* _Your assignment_
In the data below, find every line with the word "Some" and copy it.

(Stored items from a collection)
■ ■ ■ ■

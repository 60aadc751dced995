mod common;

use common::Composite;
use tandem_foundation::{RegionSnapshot, ScrollActivityState, ScrollCapability};
use tandem_scroll::ScrollSnapshot;
use tandem_testing::touch;

fn send_all(composite: &Composite, events: &[tandem_foundation::PointerEvent]) {
    for event in events {
        composite.coordinator.dispatch_touch_event(event);
    }
}

#[test]
fn drag_in_top_band_scrolls_after_slop() {
    let composite = Composite::new();
    send_all(&composite, &touch::drag(1, 250.0, 150.0, 4, 0));

    assert_eq!(composite.positions(), (92, 0, 0));
    assert_eq!(
        composite.coordinator.scroll_state(),
        ScrollActivityState::Dragging
    );
    assert_eq!(
        composite.listener.states(),
        vec![(ScrollActivityState::Dragging, true)]
    );
}

#[test]
fn small_moves_stay_below_slop() {
    let composite = Composite::new();
    assert!(composite
        .coordinator
        .dispatch_touch_event(&touch::down(1, 200.0, 0)));
    composite
        .coordinator
        .dispatch_touch_event(&touch::move_to(1, 195.0, 8));
    assert_eq!(composite.positions(), (0, 0, 0));
    assert_eq!(composite.coordinator.scroll_state(), ScrollActivityState::Idle);
}

#[test]
fn press_outside_top_band_is_ignored() {
    let composite = Composite::new();
    assert!(!composite
        .coordinator
        .dispatch_touch_event(&touch::down(1, 600.0, 0)));
    assert!(!composite
        .coordinator
        .dispatch_touch_event(&touch::move_to(1, 300.0, 8)));
    assert_eq!(composite.positions(), (0, 0, 0));
}

#[test]
fn release_after_a_pause_settles_without_fling() {
    let composite = Composite::new();
    send_all(&composite, &touch::drag(1, 250.0, 150.0, 4, 0));
    composite
        .coordinator
        .dispatch_touch_event(&touch::up(1, 150.0, 400));

    assert!(!composite.coordinator.is_flinging());
    assert!(!composite.rule.has_frame_callbacks());
    assert_eq!(
        composite.listener.states(),
        vec![
            (ScrollActivityState::Dragging, true),
            (ScrollActivityState::Idle, true)
        ]
    );
}

#[test]
fn quick_release_flings_through_all_domains() {
    let composite = Composite::new();
    send_all(&composite, &touch::drag(1, 280.0, 80.0, 5, 0));
    composite
        .coordinator
        .dispatch_touch_event(&touch::up(1, 40.0, 48));

    assert!(composite.coordinator.is_flinging());
    assert_eq!(
        composite.coordinator.scroll_state(),
        ScrollActivityState::Settling
    );
    let after_drag = composite.positions();
    composite.rule.pump_frames(600);

    let (top, seam, bottom) = composite.positions();
    assert!(top + seam + bottom > after_drag.0 + after_drag.1 + after_drag.2);
    assert_eq!(composite.coordinator.scroll_state(), ScrollActivityState::Idle);
    assert_eq!(
        composite.listener.states(),
        vec![
            (ScrollActivityState::Dragging, true),
            (ScrollActivityState::Settling, true),
            (ScrollActivityState::Idle, true)
        ]
    );
    composite.assert_in_bounds();
}

#[test]
fn press_anywhere_stops_a_running_fling() {
    let composite = Composite::new();
    assert!(composite.coordinator.fling(4000.0));
    composite.rule.advance_frame();
    composite.rule.advance_frame();
    let stopped_at = composite.positions();

    composite
        .coordinator
        .dispatch_touch_event(&touch::down(7, 900.0, 0));
    assert!(!composite.coordinator.is_flinging());
    assert_eq!(composite.coordinator.scroll_state(), ScrollActivityState::Idle);
    assert_eq!(composite.bottom.stop_count(), 1);

    composite.rule.pump_frames(10);
    assert_eq!(composite.positions(), stopped_at);
}

#[test]
fn zero_velocity_fling_never_runs() {
    let composite = Composite::new();
    assert!(!composite.coordinator.fling(0.0));
    assert!(!composite.rule.has_frame_callbacks());
    assert_eq!(composite.coordinator.scroll_state(), ScrollActivityState::Idle);
    assert!(composite.listener.states().is_empty());
}

#[test]
fn fling_starting_again_replaces_the_first() {
    let composite = Composite::new();
    composite.coordinator.scroll_by(600);
    composite.coordinator.fling(3000.0);
    composite.rule.advance_frame();
    composite.coordinator.fling(-3000.0);
    composite.rule.pump_frames(600);

    assert_eq!(composite.positions(), (0, 0, 0));
    assert_eq!(
        composite.listener.states().last(),
        Some(&(ScrollActivityState::Idle, true))
    );
}

#[test]
fn downward_drag_is_blocked_while_bottom_is_scrolled() {
    let composite = Composite::new();
    composite.coordinator.restore_scroll_info(&ScrollSnapshot {
        seam_offset: 100,
        top: None,
        bottom: Some(RegionSnapshot::List {
            position: 2,
            offset: 0,
        }),
    });
    assert_eq!(composite.positions(), (0, 100, 200));

    // Band now spans y -100..200.
    send_all(&composite, &touch::drag(1, 100.0, 180.0, 4, 0));
    assert_eq!(composite.positions(), (0, 100, 200));
}

#[test]
fn secondary_pointer_can_grab_the_band() {
    let composite = Composite::new();
    assert!(!composite
        .coordinator
        .intercept_touch_event(&touch::down(1, 900.0, 0)));
    assert!(composite
        .coordinator
        .intercept_touch_event(&touch::pointer_down(&[(1, 900.0), (2, 100.0)], 10)));

    composite
        .coordinator
        .dispatch_touch_event(&touch::move_all(&[(1, 900.0), (2, 50.0)], 20));
    assert_eq!(composite.positions(), (42, 0, 0));
}

#[test]
fn secondary_pointer_is_ignored_when_primary_is_in_band() {
    let composite = Composite::new();
    composite
        .coordinator
        .dispatch_touch_event(&touch::down(1, 100.0, 0));
    assert!(!composite
        .coordinator
        .intercept_touch_event(&touch::pointer_down(&[(1, 100.0), (2, 150.0)], 10)));
}

#[test]
fn cancel_returns_to_idle_without_fling() {
    let composite = Composite::new();
    send_all(&composite, &touch::drag(1, 250.0, 100.0, 3, 0));
    composite
        .coordinator
        .dispatch_touch_event(&touch::cancel(1, 90.0, 30));
    assert!(!composite.coordinator.is_flinging());
    assert_eq!(composite.coordinator.scroll_state(), ScrollActivityState::Idle);
}

#[test]
fn smooth_scroll_settles_on_exact_distance() {
    let composite = Composite::new();
    assert!(composite.coordinator.smooth_scroll_by(450, 0));
    assert_eq!(
        composite.coordinator.scroll_state(),
        ScrollActivityState::Settling
    );
    composite.rule.pump_frames(100);

    assert_eq!(composite.positions(), (300, 150, 0));
    assert_eq!(composite.coordinator.scroll_state(), ScrollActivityState::Idle);
    assert!(!composite.coordinator.smooth_scroll_by(0, 100));
}

#[test]
fn stop_scroll_cancels_smooth_scroll() {
    let composite = Composite::new();
    composite.coordinator.smooth_scroll_by(-200, 300);
    composite.coordinator.smooth_scroll_by(600, 300);
    composite.rule.advance_frame();
    composite.rule.advance_frame();
    composite.coordinator.stop_scroll();

    let stopped_at = composite.positions();
    composite.rule.pump_frames(10);
    assert_eq!(composite.positions(), stopped_at);
    assert_eq!(composite.coordinator.scroll_state(), ScrollActivityState::Idle);
    assert_eq!(composite.top.stop_count(), 1);
}

#[test]
fn bottom_region_state_is_reported_when_coordinator_is_idle() {
    let composite = Composite::new();
    composite.bottom.report_state(ScrollActivityState::Settling);
    composite.top.report_state(ScrollActivityState::Dragging);
    assert_eq!(
        composite.listener.states(),
        vec![(ScrollActivityState::Settling, false)]
    );
    assert_eq!(
        composite.coordinator.scroll_state(),
        ScrollActivityState::Settling
    );
}

#[test]
fn bottom_region_state_is_ignored_during_seam_motion() {
    let composite = Composite::new();
    composite.coordinator.fling(2000.0);
    composite.bottom.report_state(ScrollActivityState::Idle);
    assert_eq!(
        composite.coordinator.scroll_state(),
        ScrollActivityState::Settling
    );
    assert_eq!(composite.bottom.current_scroll(), 0);
}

■ ■ ■ ■

* _Expected output_
        Some(&(ScrollActivityState::Idle, true))
        bottom: Some(RegionSnapshot::List {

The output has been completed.